Stored records
--*--

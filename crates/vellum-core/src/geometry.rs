//! Geometric primitives for slide layout and positioning.
//!
//! This module provides the geometric types used throughout Vellum for
//! calculating positions, sizes and extents of slide primitives.
//!
//! # Overview
//!
//! - [`Point`] - A 2D coordinate in canvas space
//! - [`Size`] - Width and height dimensions
//! - [`Bounds`] - An axis-aligned rectangle defined by minimum and maximum coordinates
//! - [`Segment`] - A line given by an origin and a `(dx, dy)` extent
//!
//! # Coordinate System
//!
//! Canvas units are inches on a fixed 16:9 canvas:
//!
//! ```text
//!   (0,0) ────────► +X (10.0)
//!     │
//!     │
//!     ▼
//!    +Y (5.63)
//! ```
//!
//! - **Origin**: Top-left corner at `(0, 0)`
//! - **X-axis**: Increases rightward
//! - **Y-axis**: Increases downward

/// A 2D point in canvas coordinate space.
///
/// # Examples
///
/// ```
/// # use vellum_core::geometry::Point;
/// let card = Point::new(0.7, 2.55);
/// let icon = card.add_point(Point::new(0.2, 0.25));
/// assert!((icon.x() - 0.9).abs() < 1e-6);
/// assert!((icon.y() - 2.8).abs() < 1e-6);
/// ```
#[derive(Debug, Clone, Copy, Default, PartialEq)]
pub struct Point {
    x: f32,
    y: f32,
}

impl Point {
    /// Creates a new point with the specified coordinates
    pub fn new(x: f32, y: f32) -> Self {
        Self { x, y }
    }

    /// Returns the x-coordinate of the point
    pub fn x(self) -> f32 {
        self.x
    }

    /// Returns the y-coordinate of the point
    pub fn y(self) -> f32 {
        self.y
    }

    /// Creates a new point with the specified x-coordinate
    pub fn with_x(mut self, x: f32) -> Self {
        self.x = x;
        self
    }

    /// Creates a new point with the specified y-coordinate
    pub fn with_y(mut self, y: f32) -> Self {
        self.y = y;
        self
    }

    /// Adds another point to this point, returning a new point
    pub fn add_point(self, other: Point) -> Self {
        Self {
            x: self.x + other.x,
            y: self.y + other.y,
        }
    }

    /// Returns true if both coordinates are finite
    pub fn is_finite(self) -> bool {
        self.x.is_finite() && self.y.is_finite()
    }
}

/// Represents the dimensions of an element with width and height
#[derive(Debug, Clone, Copy, Default, PartialEq)]
pub struct Size {
    width: f32,
    height: f32,
}

impl Size {
    pub const fn new(width: f32, height: f32) -> Self {
        Self { width, height }
    }

    /// Returns the width dimension of this size
    pub fn width(self) -> f32 {
        self.width
    }

    /// Returns the height dimension of this size
    pub fn height(self) -> f32 {
        self.height
    }

    /// Returns true if both dimensions are strictly positive
    pub fn is_positive(self) -> bool {
        self.width > 0.0 && self.height > 0.0
    }

    /// Multiplies both dimensions by the given factor
    pub fn scale(self, factor: f32) -> Self {
        Self {
            width: self.width * factor,
            height: self.height * factor,
        }
    }
}

/// An axis-aligned rectangle with minimum and maximum coordinates.
///
/// Every box-shaped primitive (rectangle, oval, text block, table) is placed
/// by a `Bounds`; the `x, y, w, h` accessors mirror how slide writers
/// address geometry.
#[derive(Debug, Clone, Copy, Default, PartialEq)]
pub struct Bounds {
    min_x: f32,
    min_y: f32,
    max_x: f32,
    max_y: f32,
}

impl Bounds {
    /// Creates bounds from a top-left corner and explicit width and height
    pub fn new(x: f32, y: f32, width: f32, height: f32) -> Self {
        Self::new_from_top_left(Point::new(x, y), Size::new(width, height))
    }

    /// Creates a new bounds from a top-left point and a size
    pub fn new_from_top_left(top_left: Point, size: Size) -> Self {
        Self {
            min_x: top_left.x,
            min_y: top_left.y,
            max_x: top_left.x + size.width,
            max_y: top_left.y + size.height,
        }
    }

    /// Creates a new bounds from a center point and a size
    pub fn new_from_center(center: Point, size: Size) -> Self {
        let half_width = size.width / 2.0;
        let half_height = size.height / 2.0;
        Self {
            min_x: center.x - half_width,
            min_y: center.y - half_height,
            max_x: center.x + half_width,
            max_y: center.y + half_height,
        }
    }

    /// Returns the minimum x-coordinate (left edge)
    pub fn min_x(self) -> f32 {
        self.min_x
    }

    /// Returns the minimum y-coordinate (top edge)
    pub fn min_y(self) -> f32 {
        self.min_y
    }

    /// Returns the maximum x-coordinate (right edge)
    pub fn max_x(self) -> f32 {
        self.max_x
    }

    /// Returns the maximum y-coordinate (bottom edge)
    pub fn max_y(self) -> f32 {
        self.max_y
    }

    /// Returns the width of the bounds
    pub fn width(self) -> f32 {
        self.max_x - self.min_x
    }

    /// Returns the height of the bounds
    pub fn height(self) -> f32 {
        self.max_y - self.min_y
    }

    /// Returns the top-left corner as a Point
    pub fn min_point(self) -> Point {
        Point::new(self.min_x, self.min_y)
    }

    /// Returns the center point of the bounds
    pub fn center(self) -> Point {
        Point::new(
            (self.min_x + self.max_x) / 2.0,
            (self.min_y + self.max_y) / 2.0,
        )
    }

    /// Converts bounds to a Size object
    pub fn to_size(self) -> Size {
        Size::new(self.width(), self.height())
    }

    /// Returns a sub-rectangle placed relative to this bounds' top-left corner.
    ///
    /// Emitters describe their parts (accent bars, icons, labels) as offsets
    /// into the frame they were given; this turns such an offset into
    /// absolute canvas coordinates.
    ///
    /// # Examples
    ///
    /// ```
    /// # use vellum_core::geometry::Bounds;
    /// let card = Bounds::new(0.7, 2.55, 4.05, 1.2);
    /// let title = card.inset_rect(1.05, 0.12, 2.8, 0.35);
    /// assert!((title.min_x() - 1.75).abs() < 1e-5);
    /// assert!((title.min_y() - 2.67).abs() < 1e-5);
    /// assert!((title.width() - 2.8).abs() < 1e-5);
    /// ```
    pub fn inset_rect(self, dx: f32, dy: f32, width: f32, height: f32) -> Self {
        Self::new(self.min_x + dx, self.min_y + dy, width, height)
    }

    /// Returns a copy with a different height, keeping the top-left corner
    pub fn with_height(self, height: f32) -> Self {
        Self {
            max_y: self.min_y + height,
            ..self
        }
    }

    /// Moves the bounds by the specified offset
    pub fn translate(self, offset: Point) -> Self {
        Self {
            min_x: self.min_x + offset.x,
            min_y: self.min_y + offset.y,
            max_x: self.max_x + offset.x,
            max_y: self.max_y + offset.y,
        }
    }

    /// Returns true if the interiors of both bounds overlap.
    ///
    /// Rectangles that only share an edge do not overlap.
    pub fn overlaps(self, other: Self) -> bool {
        self.min_x < other.max_x
            && other.min_x < self.max_x
            && self.min_y < other.max_y
            && other.min_y < self.max_y
    }

    /// Returns true if `other` lies entirely within these bounds.
    ///
    /// Edges are inclusive and compared with a small tolerance so that
    /// accumulated `f32` rounding on the canvas border is not reported.
    pub fn contains(self, other: Self) -> bool {
        const TOLERANCE: f32 = 1e-4;
        other.min_x >= self.min_x - TOLERANCE
            && other.min_y >= self.min_y - TOLERANCE
            && other.max_x <= self.max_x + TOLERANCE
            && other.max_y <= self.max_y + TOLERANCE
    }

    /// Returns true if every coordinate is finite and neither dimension is negative
    pub fn is_well_formed(self) -> bool {
        self.min_point().is_finite()
            && self.max_x.is_finite()
            && self.max_y.is_finite()
            && self.width() >= 0.0
            && self.height() >= 0.0
    }
}

/// A straight line given by its origin and extent.
///
/// `dx` and `dy` are the signed distances from the origin to the end point.
/// Layout calculators normalize horizontal and vertical segments so that the
/// extent is never negative; see [`Segment::horizontal`].
#[derive(Debug, Clone, Copy, Default, PartialEq)]
pub struct Segment {
    origin: Point,
    dx: f32,
    dy: f32,
}

impl Segment {
    /// Creates a segment from an origin and a signed extent
    pub fn new(origin: Point, dx: f32, dy: f32) -> Self {
        Self { origin, dx, dy }
    }

    /// Creates the segment running from `start` to `end`
    pub fn between(start: Point, end: Point) -> Self {
        Self::new(start, end.x - start.x, end.y - start.y)
    }

    /// Creates a horizontal segment spanning `x1` and `x2` at height `y`.
    ///
    /// The segment always starts at the smaller x and has a non-negative
    /// width, regardless of the order of the two x-coordinates.
    ///
    /// # Examples
    ///
    /// ```
    /// # use vellum_core::geometry::Segment;
    /// let forward = Segment::horizontal(1.0, 4.0, 2.0);
    /// let backward = Segment::horizontal(4.0, 1.0, 2.0);
    /// assert_eq!(forward, backward);
    /// assert_eq!(forward.dx(), 3.0);
    /// ```
    pub fn horizontal(x1: f32, x2: f32, y: f32) -> Self {
        Self::new(Point::new(x1.min(x2), y), (x2 - x1).abs(), 0.0)
    }

    /// Creates a vertical segment spanning `y1` and `y2` at `x`
    pub fn vertical(x: f32, y1: f32, y2: f32) -> Self {
        Self::new(Point::new(x, y1.min(y2)), 0.0, (y2 - y1).abs())
    }

    /// Returns the starting point of the segment
    pub fn origin(self) -> Point {
        self.origin
    }

    /// Returns the end point of the segment
    pub fn end(self) -> Point {
        self.origin.add_point(Point::new(self.dx, self.dy))
    }

    /// Returns the signed horizontal extent
    pub fn dx(self) -> f32 {
        self.dx
    }

    /// Returns the signed vertical extent
    pub fn dy(self) -> f32 {
        self.dy
    }

    /// Returns the smallest bounds containing both end points
    pub fn bounds(self) -> Bounds {
        let end = self.end();
        Bounds::new(
            self.origin.x.min(end.x),
            self.origin.y.min(end.y),
            self.dx.abs(),
            self.dy.abs(),
        )
    }
}

#[cfg(test)]
mod tests {
    use float_cmp::assert_approx_eq;

    use super::*;

    #[test]
    fn test_point_add() {
        let result = Point::new(1.0, 2.0).add_point(Point::new(3.0, 4.0));
        assert_eq!(result.x(), 4.0);
        assert_eq!(result.y(), 6.0);
    }

    #[test]
    fn test_point_with_coordinates() {
        let point = Point::new(1.0, 2.0).with_x(5.0).with_y(6.0);
        assert_eq!(point, Point::new(5.0, 6.0));
    }

    #[test]
    fn test_bounds_new() {
        let bounds = Bounds::new(0.5, 1.45, 2.8, 3.7);
        assert_approx_eq!(f32, bounds.min_x(), 0.5);
        assert_approx_eq!(f32, bounds.min_y(), 1.45);
        assert_approx_eq!(f32, bounds.max_x(), 3.3, epsilon = 1e-5);
        assert_approx_eq!(f32, bounds.max_y(), 5.15, epsilon = 1e-5);
        assert_approx_eq!(f32, bounds.width(), 2.8, epsilon = 1e-5);
        assert_approx_eq!(f32, bounds.height(), 3.7, epsilon = 1e-5);
    }

    #[test]
    fn test_bounds_new_from_center() {
        let bounds = Bounds::new_from_center(Point::new(5.0, 3.0), Size::new(2.0, 1.0));
        assert_eq!(bounds.min_x(), 4.0);
        assert_eq!(bounds.min_y(), 2.5);
        assert_eq!(bounds.center(), Point::new(5.0, 3.0));
    }

    #[test]
    fn test_bounds_with_height() {
        let bounds = Bounds::new(1.0, 1.0, 2.0, 2.0).with_height(0.5);
        assert_eq!(bounds.min_y(), 1.0);
        assert_eq!(bounds.height(), 0.5);
        assert_eq!(bounds.width(), 2.0);
    }

    #[test]
    fn test_bounds_translate() {
        let moved = Bounds::new(1.0, 2.0, 3.0, 4.0).translate(Point::new(1.0, -1.0));
        assert_eq!(moved.min_point(), Point::new(2.0, 1.0));
        assert_eq!(moved.to_size(), Size::new(3.0, 4.0));
    }

    #[test]
    fn test_bounds_overlaps() {
        let a = Bounds::new(0.0, 0.0, 2.0, 2.0);
        let b = Bounds::new(1.0, 1.0, 2.0, 2.0);
        let touching = Bounds::new(2.0, 0.0, 1.0, 1.0);
        let apart = Bounds::new(5.0, 5.0, 1.0, 1.0);

        assert!(a.overlaps(b));
        assert!(b.overlaps(a));
        assert!(!a.overlaps(touching));
        assert!(!a.overlaps(apart));
    }

    #[test]
    fn test_bounds_contains() {
        let canvas = Bounds::new(0.0, 0.0, 10.0, 5.63);
        assert!(canvas.contains(Bounds::new(0.0, 0.0, 10.0, 5.63)));
        assert!(canvas.contains(Bounds::new(0.7, 2.55, 4.05, 1.2)));
        assert!(!canvas.contains(Bounds::new(7.5, 1.0, 3.5, 3.5)));
        assert!(!canvas.contains(Bounds::new(-0.5, 2.5, 3.0, 3.0)));
    }

    #[test]
    fn test_bounds_is_well_formed() {
        assert!(Bounds::new(0.0, 0.0, 1.0, 0.0).is_well_formed());
        assert!(!Bounds::new(0.0, 0.0, -1.0, 1.0).is_well_formed());
        assert!(!Bounds::new(f32::NAN, 0.0, 1.0, 1.0).is_well_formed());
    }

    #[test]
    fn test_segment_horizontal_is_direction_independent() {
        let forward = Segment::horizontal(2.95, 6.35, 4.7);
        let reverse = Segment::horizontal(6.35, 2.95, 4.7);

        assert_eq!(forward, reverse);
        assert_approx_eq!(f32, forward.origin().x(), 2.95);
        assert_approx_eq!(f32, forward.dx(), 3.4, epsilon = 1e-5);
        assert_eq!(forward.dy(), 0.0);
    }

    #[test]
    fn test_segment_vertical() {
        let segment = Segment::vertical(1.25, 5.27, 2.15);
        assert_approx_eq!(f32, segment.origin().y(), 2.15);
        assert_approx_eq!(f32, segment.dy(), 3.12, epsilon = 1e-5);
        assert_eq!(segment.dx(), 0.0);
    }

    #[test]
    fn test_segment_between_and_end() {
        let segment = Segment::between(Point::new(2.0, 2.45), Point::new(2.4, 2.45));
        assert_approx_eq!(f32, segment.dx(), 0.4, epsilon = 1e-6);
        assert_eq!(segment.end(), Point::new(2.4, 2.45));
    }

    #[test]
    fn test_segment_bounds_normalizes_negative_extent() {
        let segment = Segment::new(Point::new(5.0, 1.0), -2.0, 0.0);
        let bounds = segment.bounds();
        assert_eq!(bounds.min_x(), 3.0);
        assert_eq!(bounds.width(), 2.0);
        assert_eq!(bounds.height(), 0.0);
    }
}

--*--

TASK PROMPT -> Please work out how many lines in the records hold the string "geometry", and give only the number.

RESULT OF THE TASK -> 5